Cumhurbaşkanı Erdoğan Suriye krizi ile ilgili önemli açıklamalar yapmaya devam ediyor.
Güvenli bölgeden, İdlib'e, mülteci meselesinden siyasi sürece kadar ardı ardına sarfettiği sözler, oldukça dikkat çekici.
Güvenli bölge ve "kapıları açma" üzerinden gündeme getirdiği mülteci meselesi en önemli olanları.
Bu sözlerin muhatapları nezdinde de karşılık bulduğunu önümüzdeki günlerde göreceğiz.
Çünkü artık Suriye krizinde top çevirme, meseleleri görmezden gelme, maliyeti Türkiye'ye yıkma dönemi bitti.
Her şeyin bir limiti var, Batılı ülkelerin takip ettiği siyasetin limitleri de çoktan doldu.
Kriz başladığında Esed'e karşı pek şahin duran bir çok Avrupa ülkesi, Obama'nın harekete geçmeyeceğini anlayınca geri çekildiler.
Mülteci akını başladığında da, mülteci hakları gibi beylik laflar ve göstermelik tavırlarla işin içinden sıyrıldılar.
Aylan bebeğin cesedi kıyıya vurduğunda vicdan şampiyonluğu yapmak da onlara düştü.
Çok az mülteciyi kabul ederek esas yükü Türkiye'nin üzerine yıkmaya koyuldular.
Bu konuda başarılı olduklarını da itiraf edelim.
Taahhüt ettikleri mali ve lojistik yardımları bile ne zamanında ne de gerektiği şekilde sağladılar.
Mültecilerin Avrupa girişi bir yana, Türkiye'ye doğru hareketlenmesi bile Avrupa siyasetini felç etmeye yetti.
Merkez partiler ne söylem ne de politika geliştirebildi.

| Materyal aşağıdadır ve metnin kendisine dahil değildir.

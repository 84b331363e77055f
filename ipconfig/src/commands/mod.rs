pub mod pack;
pub mod unpack;

pub use pack::run as pack;
pub use unpack::run as unpack;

Merkel bir ara liderlik havasına girdi ve cesur davranmak için çabaladı. Buna karşın Irkçılık tırmandı, aşırı sağ partilerin oyu hiç olmadığı kadar arttı ve bu partiler iktidara oynamaya başladı.
En önemli malzemelerinden biri de mültecilerdi.

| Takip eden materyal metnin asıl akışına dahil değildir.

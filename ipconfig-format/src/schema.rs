//! Per-version tables mapping attribute keys to value types.

use std::fmt;
use std::ops::RangeInclusive;

/// The versions a record may declare.
pub const SUPPORTED_VERSIONS: RangeInclusive<u32> = 1..=3;

/// The key that ends attribute enumeration in every version.
pub const TERMINAL_KEY: &str = "eos";

#[derive(Debug, Clone, Copy, Eq, PartialEq, Hash)]
pub enum AttributeType {
    Terminal,
    Integer,
    String,
    Link,
    Route,
}

impl fmt::Display for AttributeType {
    fn fmt(&self, f: &mut fmt::Formatter<'_>) -> fmt::Result {
        use AttributeType::*;

        let s = match self {
            Terminal => "terminal",
            Integer => "integer",
            String => "string",
            Link => "link",
            Route => "route",
        };

        write!(f, "{}", s)
    }
}

#[derive(Debug, Clone, Copy, Eq, PartialEq)]
pub struct SchemaEntry {
    pub key: &'static str,
    pub ty: AttributeType,
}

const fn entry(key: &'static str, ty: AttributeType) -> SchemaEntry {
    SchemaEntry { key, ty }
}

use AttributeType::*;

static VERSION_1: [SchemaEntry; 11] = [
    entry("id", Integer),
    entry("ipAssignment", String),
    entry("linkAddress", Link),
    entry("gateway", String),
    entry("dns", String),
    entry("proxySettings", String),
    entry("proxyHost", String),
    entry("proxyPort", Integer),
    entry("proxyPac", String),
    entry("exclusionList", String),
    entry(TERMINAL_KEY, Terminal),
];

static VERSION_2: [SchemaEntry; 11] = [
    entry("id", Integer),
    entry("ipAssignment", String),
    entry("linkAddress", Link),
    entry("gateway", Route),
    entry("dns", String),
    entry("proxySettings", String),
    entry("proxyHost", String),
    entry("proxyPort", Integer),
    entry("proxyPac", String),
    entry("exclusionList", String),
    entry(TERMINAL_KEY, Terminal),
];

static VERSION_3: [SchemaEntry; 11] = [
    entry("id", String),
    entry("ipAssignment", String),
    entry("linkAddress", Link),
    entry("gateway", Route),
    entry("dns", String),
    entry("proxySettings", String),
    entry("proxyHost", String),
    entry("proxyPort", Integer),
    entry("proxyPac", String),
    entry("exclusionList", String),
    entry(TERMINAL_KEY, Terminal),
];

static SCHEMAS: [Schema; 3] = [
    Schema {
        version: 1,
        entries: &VERSION_1,
    },
    Schema {
        version: 2,
        entries: &VERSION_2,
    },
    Schema {
        version: 3,
        entries: &VERSION_3,
    },
];

/// The key table for one format version.
#[derive(Debug)]
pub struct Schema {
    version: u32,
    entries: &'static [SchemaEntry],
}

impl Schema {
    #[inline(always)]
    pub fn for_version(version: u32) -> Option<&'static Schema> {
        SCHEMAS.iter().find(|schema| schema.version == version)
    }

    #[inline(always)]
    pub fn version(&self) -> u32 {
        self.version
    }

    #[inline(always)]
    pub fn entries(&self) -> &'static [SchemaEntry] {
        self.entries
    }

    #[inline(always)]
    pub fn terminal_key(&self) -> &'static str {
        TERMINAL_KEY
    }

    /// Returns the type of the first entry matching `key`, if any.
    ///
    /// Keys are compared the way C strings compare over the longer of the two lengths:
    /// the query only counts up to its first NUL byte, after which it must equal the
    /// table key exactly.
    pub fn resolve(&self, key: &str) -> Option<AttributeType> {
        let key = key.split('\0').next().unwrap_or_default();

        self.entries
            .iter()
            .find(|entry| entry.key == key)
            .map(|entry| entry.ty)
    }
}

/// Resolves `key` against the table for `version`. Unknown versions resolve nothing.
#[inline(always)]
pub fn resolve_type(version: u32, key: &str) -> Option<AttributeType> {
    Schema::for_version(version)?.resolve(key)
}

#[cfg(test)]
mod tests {
    use super::AttributeType::*;
    use super::*;

    #[test]
    fn versions_differ_only_in_id_and_gateway() {
        assert_eq!(resolve_type(1, "id"), Some(Integer));
        assert_eq!(resolve_type(2, "id"), Some(Integer));
        assert_eq!(resolve_type(3, "id"), Some(String));

        assert_eq!(resolve_type(1, "gateway"), Some(String));
        assert_eq!(resolve_type(2, "gateway"), Some(Route));
        assert_eq!(resolve_type(3, "gateway"), Some(Route));

        for version in SUPPORTED_VERSIONS {
            assert_eq!(resolve_type(version, "linkAddress"), Some(Link));
            assert_eq!(resolve_type(version, "proxyPort"), Some(Integer));
            assert_eq!(resolve_type(version, "exclusionList"), Some(String));
        }
    }

    #[test]
    fn one_terminal_per_schema() {
        for version in SUPPORTED_VERSIONS {
            let schema = Schema::for_version(version).unwrap();
            let terminals = schema
                .entries()
                .iter()
                .filter(|entry| entry.ty == Terminal)
                .collect::<Vec<_>>();

            assert_eq!(terminals.len(), 1);
            assert_eq!(terminals[0].key, schema.terminal_key());
            assert_eq!(schema.resolve("eos"), Some(Terminal));
        }
    }

    #[test]
    fn unknown_versions_resolve_nothing() {
        assert!(Schema::for_version(0).is_none());
        assert!(Schema::for_version(4).is_none());
        assert_eq!(resolve_type(0, "id"), None);
        assert_eq!(resolve_type(4, "eos"), None);
    }

    #[test]
    fn prefixes_do_not_match() {
        assert_eq!(resolve_type(1, "i"), None);
        assert_eq!(resolve_type(1, "ids"), None);
        assert_eq!(resolve_type(1, "proxy"), None);
        assert_eq!(resolve_type(1, "eos "), None);
        assert_eq!(resolve_type(1, ""), None);
    }

    #[test]
    fn query_ends_at_nul() {
        assert_eq!(resolve_type(2, "gateway\0junk"), Some(Route));
        assert_eq!(resolve_type(2, "eos\0"), Some(Terminal));
    }
}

Bütün bunlar olup biterken Türkiye'deki mülteci sayısı yüz binlerle ifade edilebilecek rakamlarla arttı.
Türkiye'de de mülteci karşıtlığını kaşıyan siyasiler türedi ve toplumda karşılık bulmaya başladı.

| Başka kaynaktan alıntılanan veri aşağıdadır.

mod commands;
mod error;

use structopt::clap::ArgGroup;
use structopt::StructOpt;
use tracing_subscriber::EnvFilter;

#[derive(Debug)]
struct ParseVersionError(String);

impl std::error::Error for ParseVersionError {}

impl std::fmt::Display for ParseVersionError {
    fn fmt(&self, f: &mut std::fmt::Formatter<'_>) -> std::fmt::Result {
        write!(f, "Version must start with a decimal digit: {}", self.0)
    }
}

/// Only the first character counts, so `-p 2` and `-p 2x` both select version 2.
fn parse_version(src: &str) -> std::result::Result<u32, ParseVersionError> {
    src.chars()
        .next()
        .and_then(|c| c.to_digit(10))
        .ok_or_else(|| ParseVersionError(src.to_string()))
}

#[derive(Debug, StructOpt)]
#[structopt(
    name = "ipconfigstore",
    about = "Pack and unpack IP configuration records.",
    usage = "ipconfigstore (-p VERSION | -u) [FLAGS]",
    group = ArgGroup::with_name("mode").required(true)
)]
struct CliOpts {
    #[structopt(
        short,
        long,
        value_name = "VERSION",
        group = "mode",
        parse(try_from_str = parse_version),
        help = "Pack IP configuration read from stdin as the given version"
    )]
    pack: Option<u32>,

    #[structopt(
        short,
        long,
        group = "mode",
        help = "Unpack IP configuration read from stdin"
    )]
    unpack: bool,

    #[structopt(short, long, help = "Show verbose output")]
    verbose: bool,
}

fn init_logging(verbose: bool) {
    let filter = if verbose {
        EnvFilter::new("debug")
    } else {
        EnvFilter::try_from_default_env().unwrap_or_else(|_| EnvFilter::new("warn"))
    };

    // Standard output carries the converted record.
    tracing_subscriber::fmt()
        .with_env_filter(filter)
        .with_writer(std::io::stderr)
        .init();
}

fn main() {
    let opts = CliOpts::from_iter(wild::args_os());
    init_logging(opts.verbose);

    let result = match opts.pack {
        Some(version) => commands::pack(version),
        None => commands::unpack(),
    };

    if let Err(e) = result {
        tracing::debug!(error = ?e, "conversion failed");
        eprintln!("{:?}", anyhow::Error::new(e));
        std::process::exit(1);
    }
}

Türkiye bir yandan mültecilerin ihtiyaçlarını karşılamak için uğraşırken, bir yandan da mülteciler üzerinden sansasyon yaratan söylem ve eylemlerle uğraşmak durumunda kaldı.
Çok kısa sürede o kadar mülteci geldi ki teknik düzeyde kalan önlem ve çözüm arayışları doğal olarak yetersiz kaldı.
Tam da bu gerekçeyle esas olarak mülteci meselesine kalıcı bir çözüm bulmak için uğraş verdi, veriyor.
Kalıcı çözümün en önemli ayağı tabi ki güvenli bölgeydi.
Fakat bu konuda da Türkiye'ye destekleri olmadı.
Rusya ve rejim İdlib ve diğer çatışmasızlık bölgelerini vuruken itirazlarını duymadık.
ABD ile yürütülen güvenli bölge görüşmelerinde sağır ve dilsizi oynadılar.
Dahası PKK/PYD kendi ülkelerinde Türkiye karşıtı rahatça protesto gösterileri düzenlediler.
Türkiye hem bugünlerde hem de önümüzdeki yıllarda baş etmekte zorlanacağı risklerle karşı karşıya kalmış durumda.
Dolayısıyla ya Suriye krizine muhatap ülkeler işbirliği mantığıyla sorumluluk üstlenecekler ya da söz konusu maliyeti paylaşmak zorunda kalacaklar.
Cumhurbaşkanı Erdoğan'ın başta "kapıların açılması" olmak üzere Suriye ile ilgili yaptığı çıkışlar gerçekleri dile getirdiği kadar aynı zamanda muhataplarına son uyarı olarak da okunmalı.